Filter the lines below, copying only those with the string "StateSnapshot".
-- Data supplied follows --
// Copyright (C) 2026 Fred Clausen
// Use of this source code is governed by an MIT-style
// license that can be found in the LICENSE file or at
// https://opensource.org/licenses/MIT.

use courtbook_audit::{AuditEvent, StateSnapshot};
use courtbook_domain::{Occupation, format_date, format_time};

/// The result of a successful command.
///
/// Nothing has been written yet; the caller persists `occupation` and
/// `audit_event` together.
#[derive(Debug, Clone, PartialEq, Eq)]
pub struct TransitionResult {
    /// The accepted occupation. For deletes, the occupation being removed.
    pub occupation: Occupation,
    /// The audit event recording this transition.
    pub audit_event: AuditEvent,
}

/// Converts an occupation to a snapshot for audit purposes.
#[must_use]
pub fn occupation_snapshot(occupation: &Occupation) -> StateSnapshot {
    StateSnapshot::new(format!(
        "id={},installation={},court={},last_court={},date={},start={},duration={},type={},text={}",
        occupation
            .id
            .map_or_else(|| String::from("new"), |id| id.to_string()),
        occupation.installation_id,
        occupation.court,
        occupation.last_court_or_court(),
        occupation.date.map(format_date).unwrap_or_default(),
        occupation.start.map(format_time).unwrap_or_default(),
        occupation.duration_units,
        occupation.type_id,
        occupation.text.trim()
    ))
}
-- Data supplied concluded --
Exercise answer:
use courtbook_audit::{AuditEvent, StateSnapshot};
pub fn occupation_snapshot(occupation: &Occupation) -> StateSnapshot {
    StateSnapshot::new(format!(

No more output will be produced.